Given entries below:

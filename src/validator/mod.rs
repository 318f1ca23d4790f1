//! The action engine.
//!
//! A [`DatasetValidator`] borrows one dataset for the duration of a batch and
//! applies actions to it in order:
//!
//! ```text
//! actions ──► [parameter-first sort] ──► [apply each] ──► [flush valid flags] ──► [orphan sweep]
//!                                             │
//!                                             ├── components::DatasetEditor   (structure)
//!                                             ├── formula::FormulaService     (types, errors, refs)
//!                                             ├── semantic::FieldLineage      (dependency graph)
//!                                             └── connectors::*               (probes, ACL, migration)
//! ```
//!
//! Problems local to a component land in the dataset's error registry and
//! the batch continues. A [`ValidationFatal`] aborts the batch; the caller
//! must then discard the dataset, as it may be partially modified.

pub mod action;
mod avatars;
mod checks;
mod connection;
pub mod error;
mod fields;
mod filters;
mod sources;

use std::collections::{BTreeMap, BTreeSet};

use serde::{Deserialize, Serialize};
use tracing::{debug, info, warn};

pub use action::{
    Action, AvatarPayload, CloneFieldPayload, ConnectionReplacement, FieldPayload,
    ObligatoryFilterPayload, RelationPayload, SourcePayload,
};
pub use error::{ValidationFatal, ValidationResult};

use crate::components::ComponentRef;
use crate::config::Settings;
use crate::connectors::Connectors;
use crate::formula::{FormulaError, FormulaService};
use crate::model::{ComponentError, ComponentType, Dataset, ErrorRegistry, Field, ManagedBy};

/// Which API surface drives the validator.
#[derive(Debug, Clone, Copy, Default, PartialEq, Eq, Serialize, Deserialize)]
#[serde(rename_all = "snake_case")]
pub enum ValidatorMode {
    /// Full dataset editing.
    #[default]
    ControlApi,
    /// Ad-hoc field edits made while querying; structure is read-only.
    DataApi,
}

impl std::fmt::Display for ValidatorMode {
    fn fmt(&self, f: &mut std::fmt::Formatter<'_>) -> std::fmt::Result {
        match self {
            ValidatorMode::ControlApi => write!(f, "control_api"),
            ValidatorMode::DataApi => write!(f, "data_api"),
        }
    }
}

#[derive(Debug, Clone, PartialEq, Eq)]
pub struct ValidatorOptions {
    pub mode: ValidatorMode,
    /// Missing or duplicate targets become fatal instead of being skipped.
    pub strict: bool,
    /// Actor on whose behalf the batch runs.
    pub by: ManagedBy,
    pub field_count_soft: usize,
    pub field_count_hard: usize,
}

impl Default for ValidatorOptions {
    fn default() -> Self {
        Self {
            mode: ValidatorMode::ControlApi,
            strict: false,
            by: ManagedBy::User,
            field_count_soft: 1200,
            field_count_hard: 1500,
        }
    }
}

impl ValidatorOptions {
    pub fn from_settings(settings: &Settings) -> Self {
        Self {
            strict: settings.validator.strict,
            field_count_soft: settings.limits.field_count_soft,
            field_count_hard: settings.limits.field_count_hard,
            ..Default::default()
        }
    }

    pub fn with_mode(mut self, mode: ValidatorMode) -> Self {
        self.mode = mode;
        self
    }

    pub fn with_strict(mut self, strict: bool) -> Self {
        self.strict = strict;
        self
    }

    pub fn with_caller(mut self, by: ManagedBy) -> Self {
        self.by = by;
        self
    }

    pub fn with_field_limits(mut self, soft: usize, hard: usize) -> Self {
        self.field_count_soft = soft;
        self.field_count_hard = hard;
        self
    }
}

/// The dataset after a batch, with every outstanding problem.
#[derive(Debug, Clone, PartialEq, Serialize, Deserialize)]
pub struct BatchOutcome {
    pub dataset: Dataset,
    pub errors: ErrorRegistry,
}

/// Applies actions to one dataset.
pub struct DatasetValidator<'a> {
    ds: &'a mut Dataset,
    formula: &'a mut dyn FormulaService,
    connectors: &'a Connectors,
    options: ValidatorOptions,
    /// Components whose `valid` flag must be recomputed at batch end.
    affected: BTreeSet<ComponentRef>,
    /// Submitted source id -> existing source with the same configuration.
    remapped_source_ids: BTreeMap<String, String>,
}

impl<'a> DatasetValidator<'a> {
    pub fn new(
        ds: &'a mut Dataset,
        formula: &'a mut dyn FormulaService,
        connectors: &'a Connectors,
        options: ValidatorOptions,
    ) -> Self {
        Self {
            ds,
            formula,
            connectors,
            options,
            affected: BTreeSet::new(),
            remapped_source_ids: BTreeMap::new(),
        }
    }

    pub fn dataset(&self) -> &Dataset {
        self.ds
    }

    pub fn options(&self) -> &ValidatorOptions {
        &self.options
    }

    pub fn outcome(&self) -> BatchOutcome {
        BatchOutcome {
            dataset: self.ds.clone(),
            errors: self.ds.error_registry.clone(),
        }
    }

    // ========================================================================
    // Batch
    // ========================================================================

    /// Apply a batch of actions.
    pub fn apply_batch(&mut self, mut actions: Vec<Action>) -> ValidationResult<()> {
        // Stable: parameter adds move to the front, everything else keeps its order.
        actions.sort_by_key(|action| !action.is_parameter_add());

        info!(dataset = %self.ds.id, actions = actions.len(), mode = %self.options.mode, "applying batch");

        if self.options.mode == ValidatorMode::ControlApi {
            self.update_unpatched_fields()?;
        }

        for action in actions {
            self.apply_action(action)?;
        }

        self.flush_affected();
        self.sweep_orphan_errors();

        info!(
            dataset = %self.ds.id,
            fields = self.ds.result_schema.len(),
            errors = self.ds.error_registry.len(),
            "batch applied"
        );
        Ok(())
    }

    /// Apply a single action without the batch bookkeeping.
    pub fn apply_action(&mut self, action: Action) -> ValidationResult<()> {
        debug!(action = action.name(), "applying action");

        let managed_by = action.managed_by();
        if managed_by != self.options.by {
            return Err(ValidationFatal::NotManageable {
                action: managed_by,
                by: self.options.by,
            });
        }
        if self.options.mode == ValidatorMode::DataApi && !action.is_field_action() {
            return Err(ValidationFatal::NotAllowedInMode {
                action: action.name(),
                mode: self.options.mode,
            });
        }

        match action {
            Action::AddField {
                field,
                order_index,
                managed_by,
            } => self.add_field(field, order_index, managed_by),
            Action::UpdateField {
                field,
                new_id,
                managed_by,
            } => self.update_field_action(field, new_id, managed_by),
            Action::DeleteField { id, managed_by } => self.delete_field(&id, managed_by),
            Action::CloneField {
                from_id,
                field,
                order_index,
                managed_by,
            } => self.clone_field(&from_id, field, order_index, managed_by),
            Action::AddSource { source, managed_by } => self.add_source(source, managed_by),
            Action::UpdateSource { source, managed_by } => {
                self.update_source(source, managed_by, &BTreeSet::new())
            }
            Action::DeleteSource { id, managed_by } => self.delete_source(&id, managed_by),
            Action::RefreshSource {
                id,
                force_update_fields,
                managed_by,
            } => self.refresh_source(&id, force_update_fields, managed_by),
            Action::AddAvatar {
                avatar,
                disable_fields_update,
                managed_by,
            } => self.add_avatar(avatar, disable_fields_update, managed_by),
            Action::UpdateAvatar {
                avatar,
                disable_fields_update,
                managed_by,
            } => self.update_avatar(avatar, disable_fields_update, managed_by),
            Action::DeleteAvatar {
                id,
                disable_fields_update,
                managed_by,
            } => self.delete_avatar(&id, disable_fields_update, managed_by),
            Action::AddRelation {
                relation,
                managed_by,
            } => self.add_relation(relation, managed_by),
            Action::UpdateRelation {
                relation,
                managed_by,
            } => self.update_relation(relation, managed_by),
            Action::DeleteRelation { id, managed_by } => self.delete_relation(&id, managed_by),
            Action::ReplaceConnection { connection, .. } => {
                self.replace_connection(&connection.id, &connection.new_id)
            }
            Action::AddObligatoryFilter {
                obligatory_filter,
                managed_by,
            } => self.add_obligatory_filter(obligatory_filter, managed_by),
            Action::UpdateObligatoryFilter {
                obligatory_filter,
                managed_by,
            } => self.update_obligatory_filter(obligatory_filter, managed_by),
            Action::DeleteObligatoryFilter { id, managed_by } => {
                self.delete_obligatory_filter(&id, managed_by)
            }
            Action::UpdateSetting { name, value, .. } => {
                debug!(setting = ?name, value, "updating setting");
                self.ds.settings.set(name, value);
                Ok(())
            }
        }
    }

    /// Dry run: the formula errors `field` would have in this dataset.
    pub fn validate_formula(&mut self, field: &Field) -> Vec<FormulaError> {
        let mut candidate = field.clone();
        self.automanage_field(&mut candidate);
        self.formula.get_field_errors(self.ds, &candidate)
    }

    // ========================================================================
    // Bookkeeping
    // ========================================================================

    fn mark_affected(&mut self, component_type: ComponentType, id: &str) {
        self.affected.insert(ComponentRef::new(component_type, id));
    }

    fn register_error(&mut self, component_type: ComponentType, id: &str, error: ComponentError) {
        debug!(component = %component_type, id, code = %error.code_str(), "registering error");
        self.ds.error_registry.add_error(id, component_type, error);
        self.mark_affected(component_type, id);
    }

    /// Recompute `valid` for every touched component.
    fn flush_affected(&mut self) {
        for component in std::mem::take(&mut self.affected) {
            self.ds.update_validity(&component);
        }
    }

    fn resolve_source_id(&self, id: &str) -> String {
        self.remapped_source_ids
            .get(id)
            .cloned()
            .unwrap_or_else(|| id.to_string())
    }

    /// Outcome for an action whose target is missing or already exists.
    fn skip_or_fail(&self, fatal: ValidationFatal) -> ValidationResult<()> {
        if self.options.strict {
            return Err(fatal);
        }
        warn!(reason = %fatal, "skipping action");
        Ok(())
    }
}

fn new_component_id() -> String {
    uuid::Uuid::new_v4().to_string()
}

End of Given entries.

About this task: Where the line holding "error registry and" appears in the listing above, start reproducing exactly, and end with the line holding "impl std::fmt::Display for".

Task result:
//! Problems local to a component land in the dataset's error registry and
//! the batch continues. A [`ValidationFatal`] aborts the batch; the caller
//! must then discard the dataset, as it may be partially modified.

pub mod action;
mod avatars;
mod checks;
mod connection;
pub mod error;
mod fields;
mod filters;
mod sources;

use std::collections::{BTreeMap, BTreeSet};

use serde::{Deserialize, Serialize};
use tracing::{debug, info, warn};

pub use action::{
    Action, AvatarPayload, CloneFieldPayload, ConnectionReplacement, FieldPayload,
    ObligatoryFilterPayload, RelationPayload, SourcePayload,
};
pub use error::{ValidationFatal, ValidationResult};

use crate::components::ComponentRef;
use crate::config::Settings;
use crate::connectors::Connectors;
use crate::formula::{FormulaError, FormulaService};
use crate::model::{ComponentError, ComponentType, Dataset, ErrorRegistry, Field, ManagedBy};

/// Which API surface drives the validator.
#[derive(Debug, Clone, Copy, Default, PartialEq, Eq, Serialize, Deserialize)]
#[serde(rename_all = "snake_case")]
pub enum ValidatorMode {
    /// Full dataset editing.
    #[default]
    ControlApi,
    /// Ad-hoc field edits made while querying; structure is read-only.
    DataApi,
}

impl std::fmt::Display for ValidatorMode {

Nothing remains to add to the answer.